*EXERCISE BRIEF*. Print the lines that run from the line with "match agencias::get_nome_by_numero(conn, num_ag)" to the line with "let mut body = String::new();", keeping both end lines, exactly as they appear in the entries below, and nothing else.

^^^^

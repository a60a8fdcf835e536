use super::{QueryResult, UpsertOutcome};
use crate::schema::ContaForm;
use rusqlite::{params, Connection, OptionalExtension};
use serde::{Deserialize, Serialize};

#[derive(Debug, Clone, PartialEq, Serialize, Deserialize)]
pub struct Conta {
    pub num_conta: i64,
    pub tipo: String,
    pub saldo: f64,
    pub num_ag: i64,
    pub cpf_cliente: String,
}

fn from_row(row: &rusqlite::Row<'_>) -> rusqlite::Result<Conta> {
    Ok(Conta {
        num_conta: row.get(0)?,
        tipo: row.get(1)?,
        saldo: row.get(2)?,
        num_ag: row.get(3)?,
        cpf_cliente: row.get(4)?,
    })
}

pub fn get_by_numero(conn: &Connection, num_conta: i64) -> QueryResult<Option<Conta>> {
    let conta = conn
        .query_row(
            "SELECT num_conta, tipo, saldo, num_ag, cpf_cliente
             FROM conta WHERE num_conta = ?1",
            [num_conta],
            from_row,
        )
        .optional()?;

    Ok(conta)
}

/// Titles use the account type as the display name.
pub fn get_nome_by_numero(conn: &Connection, num_conta: i64) -> QueryResult<Option<String>> {
    let tipo = conn
        .query_row(
            "SELECT tipo FROM conta WHERE num_conta = ?1",
            [num_conta],
            |row| row.get(0),
        )
        .optional()?;

    Ok(tipo)
}

pub fn get_all(conn: &Connection) -> QueryResult<Vec<Conta>> {
    let mut stmt = conn.prepare(
        "SELECT num_conta, tipo, saldo, num_ag, cpf_cliente
         FROM conta ORDER BY num_conta",
    )?;

    let contas = stmt
        .query_map([], from_row)?
        .collect::<Result<Vec<_>, _>>()?;

    Ok(contas)
}

pub fn get_by_cliente(conn: &Connection, cpf: &str) -> QueryResult<Vec<Conta>> {
    let mut stmt = conn.prepare(
        "SELECT num_conta, tipo, saldo, num_ag, cpf_cliente
         FROM conta WHERE cpf_cliente = ?1 ORDER BY num_conta",
    )?;

    let contas = stmt
        .query_map([cpf], from_row)?
        .collect::<Result<Vec<_>, _>>()?;

    Ok(contas)
}

pub fn upsert(conn: &Connection, form: &ContaForm) -> QueryResult<UpsertOutcome<i64>> {
    if form.create {
        conn.execute(
            "INSERT INTO conta (tipo, saldo, num_ag, cpf_cliente)
             VALUES (?1, ?2, ?3, ?4)",
            params![form.tipo, form.saldo, form.num_ag, form.cpf_cliente],
        )?;

        return Ok(UpsertOutcome::Created {
            id: conn.last_insert_rowid(),
        });
    }

    let Some(num_conta) = form.num_conta else {
        return Ok(UpsertOutcome::Updated { affected: 0 });
    };

    let affected = conn.execute(
        "UPDATE conta SET tipo = ?2, saldo = ?3, num_ag = ?4, cpf_cliente = ?5
         WHERE num_conta = ?1",
        params![num_conta, form.tipo, form.saldo, form.num_ag, form.cpf_cliente],
    )?;

    Ok(UpsertOutcome::Updated { affected })
}

pub fn delete(conn: &Connection, num_conta: i64) -> QueryResult<usize> {
    let affected = conn.execute("DELETE FROM conta WHERE num_conta = ?1", [num_conta])?;

    Ok(affected)
}

#[cfg(test)]
mod tests {
    use super::*;
    use crate::db::setup_database;
    use crate::queries::QueryError;

    fn test_conn() -> Connection {
        let conn = Connection::open_in_memory().unwrap();
        setup_database(&conn).unwrap();
        crate::db::seed_demo_data(&conn).unwrap();
        conn
    }

    fn form(create: bool, num_conta: Option<i64>) -> ContaForm {
        ContaForm {
            num_conta,
            tipo: "poupanca".to_string(),
            saldo: 500.0,
            num_ag: 10,
            cpf_cliente: "12345678901".to_string(),
            create,
        }
    }

    #[test]
    fn test_create_then_get() {
        let conn = test_conn();

        let UpsertOutcome::Created { id } = upsert(&conn, &form(true, None)).unwrap() else {
            panic!("expected create");
        };

        let conta = get_by_numero(&conn, id).unwrap().unwrap();
        assert_eq!(conta.tipo, "poupanca");
        assert_eq!(conta.saldo, 500.0);
        assert_eq!(conta.cpf_cliente, "12345678901");
    }

    #[test]
    fn test_create_with_unknown_cliente_fails() {
        let conn = test_conn();

        let mut f = form(true, None);
        f.cpf_cliente = "00000000000".to_string();

        let err = upsert(&conn, &f).unwrap_err();
        match err {
            QueryError::Db { message } => assert!(message.contains("FOREIGN KEY")),
            other => panic!("expected Db error, got {:?}", other),
        }
    }

    #[test]
    fn test_update_missing_affects_zero() {
        let conn = test_conn();

        let outcome = upsert(&conn, &form(false, Some(9999))).unwrap();
        assert_eq!(outcome, UpsertOutcome::Updated { affected: 0 });
    }

    #[test]
    fn test_delete_with_transacoes_is_blocked() {
        let conn = test_conn();

        // the seeded conta carries transações
        let contas = get_by_cliente(&conn, "12345678901").unwrap();
        let err = delete(&conn, contas[0].num_conta).unwrap_err();

        match err {
            QueryError::Db { message } => assert!(message.contains("FOREIGN KEY")),
            other => panic!("expected Db error, got {:?}", other),
        }
    }

    #[test]
    fn test_delete_fresh_conta() {
        let conn = test_conn();

        let UpsertOutcome::Created { id } = upsert(&conn, &form(true, None)).unwrap() else {
            panic!("expected create");
        };

        assert_eq!(delete(&conn, id).unwrap(), 1);
        assert_eq!(delete(&conn, id).unwrap(), 0);
    }
}
use super::{
    link, render_field, render_form, render_hidden, render_table, MutationResponse, PageResult,
};
use crate::dispatch::{DispatchOutcome, Dispatcher, Navigator};
use crate::forms::{FieldKind, FieldSpec, FormState};
use crate::permission::{allow, has_permission, require_identity, Identity};
use crate::queries::agencias;
use crate::schema::{parse_id, parse_id_field, validate_agencia_form};
use crate::util::format_currency;
use anyhow::Result;
use rusqlite::Connection;
use serde_json::{json, Value};

const TITULO_FALLBACK: &str = "Agência não encontrada";

/// Page title metadata: the agência's nome, or the fixed fallback.
pub fn titulo(conn: &Connection, raw_numero: &str) -> String {
    let Ok(num_ag) = parse_id(raw_numero) else {
        return TITULO_FALLBACK.to_string();
    };

    match agencias::get_nome_by_numero(conn, num_ag) {
        Ok(Some(nome)) => nome,
        _ => TITULO_FALLBACK.to_string(),
    }
}

fn form_fields(editing: bool) -> Vec<FieldSpec> {
    let mut fields = Vec::new();

    if !editing {
        fields.push(FieldSpec::new("num_ag", "Número", FieldKind::Number).required());
    }
    fields.push(
        FieldSpec::new("nome_ag", "Nome", FieldKind::Text)
            .required()
            .with_max_len(80),
    );
    fields.push(
        FieldSpec::new("cidade_ag", "Cidade", FieldKind::Text)
            .required()
            .with_max_len(80),
    );
    fields.push(FieldSpec::new("sal_total", "Salário total", FieldKind::Number).required());

    fields
}

fn render_agencia_form(state: &FormState, editing: bool) -> String {
    let mut body = String::new();

    body.push_str(&render_hidden("create", if editing { "false" } else { "true" }));
    if editing {
        body.push_str(&render_hidden("num_ag", &state.get_str(&crate::forms::FieldPath::key("num_ag"))));
    }
    for spec in form_fields(editing) {
        body.push_str(&render_field(&spec, state));
    }

    render_form("/api/agencias/upsert", &body, "Salvar")
}

pub fn list(conn: &Connection) -> Result<PageResult> {
    let agencias = agencias::get_all(conn)?;

    let rows: Vec<Vec<String>> = agencias
        .iter()
        .map(|a| {
            vec![
                a.num_ag.to_string(),
                super::html_escape(&a.nome_ag),
                super::html_escape(&a.cidade_ag),
                format_currency(a.sal_total),
                link(&format!("/agencias/{}", a.num_ag), "detalhes"),
            ]
        })
        .collect();

    let mut body = render_table(&["Número", "Nome", "Cidade", "Salário total", ""], &rows);
    body.push_str(&format!(
        "\n<p>{}</p>",
        link("/agencias/cadastrar", "Cadastrar agência")
    ));

    Ok(PageResult::page("Agências", body))
}

pub fn show(conn: &Connection, identity: Option<&Identity>, raw_numero: &str) -> Result<PageResult> {
    let Ok(num_ag) = parse_id(raw_numero) else {
        return Ok(PageResult::NotFound);
    };

    let Some(agencia) = agencias::get_by_numero(conn, num_ag)? else {
        return Ok(PageResult::NotFound);
    };

    // soft gates only hide the affordances; the mutation endpoints enforce
    let can_edit = has_permission(allow::AGENCIA_EDIT, identity);
    let can_delete = has_permission(allow::AGENCIA_DELETE, identity);

    let mut body = format!(
        "<dl>\n<dt>Número</dt><dd>{}</dd>\n<dt>Nome</dt><dd>{}</dd>\n<dt>Cidade</dt><dd>{}</dd>\n<dt>Salário total</dt><dd>{}</dd>\n</dl>",
        agencia.num_ag,
        super::html_escape(&agencia.nome_ag),
        super::html_escape(&agencia.cidade_ag),
        format_currency(agencia.sal_total),
    );

    let funcionarios = crate::queries::funcionarios::get_by_agencia(conn, num_ag)?;
    if !funcionarios.is_empty() {
        let rows: Vec<Vec<String>> = funcionarios
            .iter()
            .map(|f| {
                vec![
                    super::html_escape(&f.nome),
                    super::html_escape(&f.cargo),
                    link(&format!("/funcionarios/{}", f.matricula), "detalhes"),
                ]
            })
            .collect();
        body.push_str("\n<h2>Funcionários</h2>\n");
        body.push_str(&render_table(&["Nome", "Cargo", ""], &rows));
    }

    if can_edit {
        body.push_str(&format!(
            "\n<p>{}</p>",
            link(&format!("/agencias/{}/editar", agencia.num_ag), "Editar")
        ));
    }
    if can_delete {
        body.push_str(&format!(
            "\n<form method=\"post\" action=\"/api/agencias/delete\">{}<button type=\"submit\">Excluir</button></form>",
            render_hidden("num_ag", &agencia.num_ag.to_string())
        ));
    }

    Ok(PageResult::page(agencia.nome_ag.clone(), body))
}

pub fn create(identity: Option<&Identity>) -> PageResult {
    if require_identity(identity, allow::AGENCIA_EDIT).is_err() {
        return PageResult::Redirect("/login".to_string());
    }

    let state = FormState::new();
    PageResult::page("Cadastrar agência", render_agencia_form(&state, false))
}

pub fn edit(conn: &Connection, identity: Option<&Identity>, raw_numero: &str) -> Result<PageResult> {
    if require_identity(identity, allow::AGENCIA_EDIT).is_err() {
        return Ok(PageResult::Redirect("/login".to_string()));
    }

    let Ok(num_ag) = parse_id(raw_numero) else {
        return Ok(PageResult::NotFound);
    };

    let Some(agencia) = agencias::get_by_numero(conn, num_ag)? else {
        return Ok(PageResult::NotFound);
    };

    // a row that cannot safely populate the form is treated as missing
    let Ok(defaults) = crate::schema::prune_agencia(&agencia) else {
        return Ok(PageResult::NotFound);
    };

    let state = FormState::seed(&defaults);
    Ok(PageResult::page(
        format!("Editar {}", agencia.nome_ag),
        render_agencia_form(&state, true),
    ))
}

pub fn upsert(conn: &Connection, identity: Option<&Identity>, payload: &Value) -> MutationResponse {
    if let Err(err) = require_identity(identity, allow::AGENCIA_EDIT) {
        return MutationResponse::Denied {
            message: err.to_string(),
        };
    }

    let dispatcher = Dispatcher::new();
    let mut navigator = Navigator::new();
    let num_from_payload = parse_id_field(payload, "num_ag");

    let outcome = dispatcher.submit(
        payload,
        validate_agencia_form,
        |form| agencias::upsert(conn, form),
        |result, nav| {
            if result.applied() {
                if let Some(num_ag) = num_from_payload {
                    nav.push(&format!("/agencias/{}", num_ag));
                }
            }
        },
        &mut navigator,
    );

    match outcome {
        DispatchOutcome::Invalid(errors) => MutationResponse::Invalid { errors },
        DispatchOutcome::Busy => MutationResponse::Failed {
            message: "envio em andamento".to_string(),
        },
        DispatchOutcome::Success(result) if !result.applied() => MutationResponse::NotFound,
        DispatchOutcome::Success(result) => MutationResponse::Ok {
            data: json!({ "result": result, "redirect": navigator.target() }),
        },
        DispatchOutcome::Failed(message) => MutationResponse::Failed { message },
    }
}

pub fn delete(conn: &Connection, identity: Option<&Identity>, payload: &Value) -> MutationResponse {
    if let Err(err) = require_identity(identity, allow::AGENCIA_DELETE) {
        return MutationResponse::Denied {
            message: err.to_string(),
        };
    }

    let Some(num_ag) = parse_id_field(payload, "num_ag") else {
        return MutationResponse::NotFound;
    };

    match agencias::delete(conn, num_ag) {
        Ok(0) => MutationResponse::NotFound,
        Ok(affected) => MutationResponse::Ok {
            data: json!({ "affected": affected, "redirect": "/agencias" }),
        },
        Err(err) => MutationResponse::Failed {
            message: err.to_string(),
        },
    }
}

#[cfg(test)]
mod tests {
    use super::*;
    use crate::db::setup_database;
    use crate::permission::Role;

    fn test_conn() -> Connection {
        let conn = Connection::open_in_memory().unwrap();
        setup_database(&conn).unwrap();
        conn
    }

    fn identity(role: Role) -> Identity {
        Identity {
            id: "1".to_string(),
            nome: "Teste".to_string(),
            role,
        }
    }

    fn create_payload(num_ag: i64, nome: &str) -> Value {
        json!({
            "num_ag": num_ag,
            "nome_ag": nome,
            "cidade_ag": "Curitiba",
            "sal_total": 1000.0,
            "create": true,
        })
    }

    #[test]
    fn test_show_malformed_id_is_not_found() {
        let conn = test_conn();

        assert_eq!(show(&conn, None, "abc").unwrap(), PageResult::NotFound);
        assert_eq!(show(&conn, None, "").unwrap(), PageResult::NotFound);
        assert_eq!(show(&conn, None, "-5").unwrap(), PageResult::NotFound);
    }

    #[test]
    fn test_show_missing_row_is_not_found() {
        let conn = test_conn();
        assert_eq!(show(&conn, None, "42").unwrap(), PageResult::NotFound);
    }

    #[test]
    fn test_show_soft_gates_follow_role() {
        let conn = test_conn();
        let dba = identity(Role::Dba);
        let cliente = identity(Role::Cliente);

        upsert(&conn, Some(&dba), &create_payload(10, "Centro"));

        let PageResult::Page(for_dba) = show(&conn, Some(&dba), "10").unwrap() else {
            panic!("expected page");
        };
        assert!(for_dba.body.contains("/agencias/10/editar"));
        assert!(for_dba.body.contains("Excluir"));

        let PageResult::Page(for_cliente) = show(&conn, Some(&cliente), "10").unwrap() else {
            panic!("expected page");
        };
        assert!(!for_cliente.body.contains("/agencias/10/editar"));
        assert!(!for_cliente.body.contains("Excluir"));
    }

    #[test]
    fn test_edit_requires_dba() {
        let conn = test_conn();

        let anon = edit(&conn, None, "10").unwrap();
        assert_eq!(anon, PageResult::Redirect("/login".to_string()));

        let gerente = identity(Role::Gerente);
        let negado = edit(&conn, Some(&gerente), "10").unwrap();
        assert_eq!(negado, PageResult::Redirect("/login".to_string()));
    }

    #[test]
    fn test_upsert_create_then_show_displays_nome() {
        let conn = test_conn();
        let dba = identity(Role::Dba);

        let resp = upsert(&conn, Some(&dba), &create_payload(10, "Centro"));
        let MutationResponse::Ok { data } = resp else {
            panic!("expected ok, got {:?}", resp);
        };
        assert_eq!(data["redirect"], "/agencias/10");
        assert_eq!(data["result"]["outcome"], "created");

        let PageResult::Page(page) = show(&conn, None, "10").unwrap() else {
            panic!("expected page");
        };
        assert_eq!(page.title, "Centro");
        assert!(page.body.contains("Centro"));
    }

    #[test]
    fn test_upsert_update_touches_only_target() {
        let conn = test_conn();
        let dba = identity(Role::Dba);

        upsert(&conn, Some(&dba), &create_payload(10, "Antiga"));
        upsert(&conn, Some(&dba), &create_payload(20, "Bairro Alto"));

        let mut edit_payload = create_payload(10, "Centro");
        edit_payload["create"] = json!(false);
        let resp = upsert(&conn, Some(&dba), &edit_payload);
        assert!(matches!(resp, MutationResponse::Ok { .. }));

        assert_eq!(titulo(&conn, "10"), "Centro");
        assert_eq!(titulo(&conn, "20"), "Bairro Alto");
    }

    #[test]
    fn test_upsert_update_missing_is_not_found() {
        let conn = test_conn();
        let dba = identity(Role::Dba);

        let mut payload = create_payload(99, "Fantasma");
        payload["create"] = json!(false);

        assert_eq!(upsert(&conn, Some(&dba), &payload), MutationResponse::NotFound);
    }

    #[test]
    fn test_upsert_denied_for_cliente() {
        let conn = test_conn();
        let cliente = identity(Role::Cliente);

        let resp = upsert(&conn, Some(&cliente), &create_payload(10, "Centro"));
        assert!(matches!(resp, MutationResponse::Denied { .. }));
    }

    #[test]
    fn test_delete_maps_zero_rows_to_not_found() {
        let conn = test_conn();
        let dba = identity(Role::Dba);

        assert_eq!(
            delete(&conn, Some(&dba), &json!({ "num_ag": 42 })),
            MutationResponse::NotFound
        );
        assert_eq!(
            delete(&conn, Some(&dba), &json!({ "num_ag": "abc" })),
            MutationResponse::NotFound
        );
    }

    #[test]
    fn test_titulo_fallback() {
        let conn = test_conn();
        assert_eq!(titulo(&conn, "abc"), "Agência não encontrada");
        assert_eq!(titulo(&conn, "42"), "Agência não encontrada");
    }
}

^^^^

*ANSWER BOX*.
    match agencias::get_nome_by_numero(conn, num_ag) {
        Ok(Some(nome)) => nome,
        _ => TITULO_FALLBACK.to_string(),
    }
}

fn form_fields(editing: bool) -> Vec<FieldSpec> {
    let mut fields = Vec::new();

    if !editing {
        fields.push(FieldSpec::new("num_ag", "Número", FieldKind::Number).required());
    }
    fields.push(
        FieldSpec::new("nome_ag", "Nome", FieldKind::Text)
            .required()
            .with_max_len(80),
    );
    fields.push(
        FieldSpec::new("cidade_ag", "Cidade", FieldKind::Text)
            .required()
            .with_max_len(80),
    );
    fields.push(FieldSpec::new("sal_total", "Salário total", FieldKind::Number).required());

    fields
}

fn render_agencia_form(state: &FormState, editing: bool) -> String {
    let mut body = String::new();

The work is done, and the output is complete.